We headed out to the beautiful Beaver Pond just near my house, which I’m convinced is one of the most beautiful places on earth. We walked through the woods and the boys climbed tree stumps, my Mom and Tamara walked ahead while deep in conversation, and Rima and I chatted with her husband about pranks she and my friend Manar used to play on me when we were younger. I used to be so conservative and concerned with what everyone thought of me, and I would get so mad at them for embarrassing me. Ok fine, I guess I’m still the same way! Here are some pics from the walk:
It was a beautiful day for it! We returned home after a couple hours because the kids were getting tired and we were all pretty hungry! Rima’s husband and kids had to leave, and me, Tamara, Rima, my parents and my brother Raju sat down to eat lasagna. My Dad asked Rima if she had a belly ring when she was younger and she vehemently said “No! Are you kidding?!” because she took it to mean fat around her belly which of course would never happen because she is so health conscious and is now a fitness instructor.
Rima, Tamara, and I headed out walking to complete the rest of the 10 km (they came for a bit and then got a ride). I walked through the park where the old historical schoolhouse is (now a community meeting place) and felt a little lost, not knowing which way to go. On Knudson I encountered men on golf carts who smiled and waved to me and said I looked great. I smiled and waved back, then realized I should’ve taken advantage of this opportunity to collect donations! This year the proceeds are going to the Phoolan Devi documentary, about India’s bandit queen. You can donate here if you wish to support this documentary.
I continued on to Chapters where I got a latte and then worked up the courage to talk to two girls who were probably in their early twenties. I said that it was a goal of mine to share my walk with people I didn’t know, and asked whether they were interested in listening. To my delight, they said that they were and I told them about CARE Canada and Walk in Her Shoes and how I’d been doing it for five years and also told them the entire Phoolan story. I love story-telling!! They were actually quite interested and promised to check out the site. Phew! Goal accomplished.
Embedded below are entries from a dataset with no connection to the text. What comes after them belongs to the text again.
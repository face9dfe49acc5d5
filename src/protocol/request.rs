//! Request and Response frames.
//!
//! Defines the command and reply frames of a BiDi session channel.

// ============================================================================
// Imports
// ============================================================================

use serde::{Deserialize, Serialize};
use serde_json::Value;

use crate::error::{Error, Result};
use crate::identifiers::CommandId;

use super::ChannelCall;

// ============================================================================
// Request
// ============================================================================

/// A command frame from local end to remote end.
///
/// # Format
///
/// ```json
/// {
///   "id": 1,
///   "method": "module.methodName",
///   "params": { ... }
/// }
/// ```
#[derive(Debug, Clone, Serialize)]
pub struct Request {
    /// Identifier for request/response correlation.
    pub id: CommandId,

    /// Method and params.
    #[serde(flatten)]
    pub call: ChannelCall,
}

impl Request {
    /// Creates a request frame.
    #[inline]
    #[must_use]
    pub fn new(id: CommandId, call: ChannelCall) -> Self {
        Self { id, call }
    }
}

// ============================================================================
// Response
// ============================================================================

/// A reply frame from remote end to local end.
///
/// # Format
///
/// Success:
/// ```json
/// {
///   "type": "success",
///   "id": 1,
///   "result": { ... }
/// }
/// ```
///
/// Error:
/// ```json
/// {
///   "type": "error",
///   "id": 1,
///   "error": "no such frame",
///   "message": "..."
/// }
/// ```
#[derive(Debug, Clone, Deserialize)]
pub struct Response {
    /// Matches the command `id`; `null` for errors not tied to a command.
    #[serde(default)]
    pub id: Option<CommandId>,

    /// Response type.
    #[serde(rename = "type")]
    pub response_type: ResponseType,

    /// Result data (if success).
    #[serde(default)]
    pub result: Option<Value>,

    /// Error code (if error).
    #[serde(default)]
    pub error: Option<String>,

    /// Error message (if error).
    #[serde(default)]
    pub message: Option<String>,
}

impl Response {
    /// Returns `true` if this is a success response.
    #[inline]
    #[must_use]
    pub fn is_success(&self) -> bool {
        self.response_type == ResponseType::Success
    }

    /// Extracts the result value, returning error if response was error.
    ///
    /// # Errors
    ///
    /// Returns [`Error::Protocol`] if the response was an error frame.
    pub fn into_result(self) -> Result<Value> {
        match self.response_type {
            ResponseType::Success => Ok(self.result.unwrap_or(Value::Null)),
            ResponseType::Error => {
                let error_code = self.error.unwrap_or_else(|| "unknown error".to_string());
                let message = self.message.unwrap_or_else(|| error_code.clone());
                Err(Error::protocol(error_code, message))
            }
        }
    }
}

// ============================================================================
// ResponseType
// ============================================================================

/// Response type discriminator.
#[derive(Debug, Clone, Copy, PartialEq, Eq, Deserialize)]
#[serde(rename_all = "lowercase")]
pub enum ResponseType {
    /// Successful response.
    Success,
    /// Error response.
    Error,
}

// ============================================================================
// Tests
// ============================================================================

#[cfg(test)]
mod tests {
    use super::*;
    use serde_json::json;

    #[test]
    fn test_request_serialization() {
        let call = ChannelCall::new("browsingContext.navigate", json!({ "url": "https://a.b" }));
        let request = Request::new(CommandId::new(3), call);
        let value = serde_json::to_value(&request).expect("serialize");

        assert_eq!(
            value,
            json!({
                "id": 3,
                "method": "browsingContext.navigate",
                "params": { "url": "https://a.b" }
            })
        );
    }

    #[test]
    fn test_success_response() {
        let json_str = r#"{"type": "success", "id": 4, "result": {"context": "abc"}}"#;

        let response: Response = serde_json::from_str(json_str).expect("parse");
        assert!(response.is_success());
        assert_eq!(response.id, Some(CommandId::new(4)));

        let result = response.into_result().expect("should succeed");
        assert_eq!(result["context"], "abc");
    }

    #[test]
    fn test_into_result_error() {
        let json_str = r#"{
            "type": "error",
            "id": 5,
            "error": "no such frame",
            "message": "Context not found"
        }"#;

        let response: Response = serde_json::from_str(json_str).expect("parse");
        assert!(!response.is_success());

        match response.into_result() {
            Err(Error::Protocol { error, message }) => {
                assert_eq!(error, "no such frame");
                assert_eq!(message, "Context not found");
            }
            other => panic!("expected protocol error, got {other:?}"),
        }
    }

    #[test]
    fn test_error_without_id() {
        let json_str = r#"{"type": "error", "id": null, "error": "invalid argument"}"#;
        let response: Response = serde_json::from_str(json_str).expect("parse");
        assert_eq!(response.id, None);
    }

    #[test]
    fn test_event_is_not_a_response() {
        let json_str = r#"{"type": "event", "method": "log.entryAdded", "params": {}}"#;
        assert!(serde_json::from_str::<Response>(json_str).is_err());
    }
}
//! Command dispatch.
//!
//! Turns a command name plus arguments into one or more transport calls.
//!
//! # Flow
//!
//! ```text
//! invoke(session, name, args)
//!   │
//!   ├─► CommandResolver::resolve(name) ──► Strategy
//!   │
//!   ├─► Simple / Guarded ──► validate ──► resolve path ──► exchange ──► map
//!   │
//!   └─► Composite ──► ordered exchanges chosen from session capabilities
//! ```
//!
//! # Modules
//!
//! | Module | Description |
//! |--------|-------------|
//! | `arguments` | Named / positional caller arguments |
//! | `builder` | Engine configuration |
//! | `composite` | Built-in multi-step commands |
//! | `engine` | Caller-facing entry point |
//! | `mapper` | Response shaping |
//! | `path` | Path variable substitution |
//! | `resolver` | Strategy selection |
//! | `validator` | Argument validation |

// ============================================================================
// Submodules
// ============================================================================

/// Caller-supplied arguments.
pub mod arguments;

/// Engine configuration.
pub mod builder;

/// Built-in multi-step commands.
mod composite;

/// Caller-facing entry point.
pub mod engine;

/// Response shaping.
pub mod mapper;

/// Path variable substitution.
pub mod path;

/// Strategy selection.
pub mod resolver;

/// Argument validation.
pub mod validator;

// ============================================================================
// Re-exports
// ============================================================================

pub use arguments::Arguments;
pub use builder::{EngineBuilder, HandlePolling};
pub use engine::{DispatchEngine, ValidatedCall};
pub use resolver::{CommandResolver, Composite, Strategy};
pub use validator::{ExtraArguments, ValidatedArgs};
//! Response shaping.
//!
//! Return descriptors are informational, so mapping is lenient: it reshapes
//! where it can and never fails.

// ============================================================================
// Imports
// ============================================================================

use serde_json::{Map, Value};

use crate::catalog::ReturnDescriptor;

// ============================================================================
// Mapping
// ============================================================================

/// Converts a raw transport result into the declared return shape.
///
/// - No descriptor: `null`, whatever the payload.
/// - Declared properties and an object payload: the object projected onto
///   those properties, extras dropped, missing ones `null`.
/// - Anything else: the payload unchanged.
#[must_use]
pub fn map(returns: Option<&ReturnDescriptor>, raw: Value) -> Value {
    let Some(returns) = returns else {
        return Value::Null;
    };

    match raw {
        Value::Object(mut object) if !returns.properties.is_empty() => {
            let projected: Map<String, Value> = returns
                .properties
                .iter()
                .map(|name| (name.clone(), object.remove(name).unwrap_or(Value::Null)))
                .collect();
            Value::Object(projected)
        }
        other => other,
    }
}

// ============================================================================
// Tests
// ============================================================================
After that I had some time to browse through books and there was one that caught my eye that I read for a bit:
It’s about a young, determined girl Harriet who is eleven and very mature for her age. She has to deal with adults who try and tell her what to do, a boy who she loves but also causes her pain, and throughout it all she maintains a sense of humour. Kind of reminds me of myself! The review says the book is ‘mordantly’ funny (had to look that one up – it means biting or having a critical quality, especially when it comes to humour). Must add this book to my never-ending list.
Overall a wonderful day. Looking forward to next year!!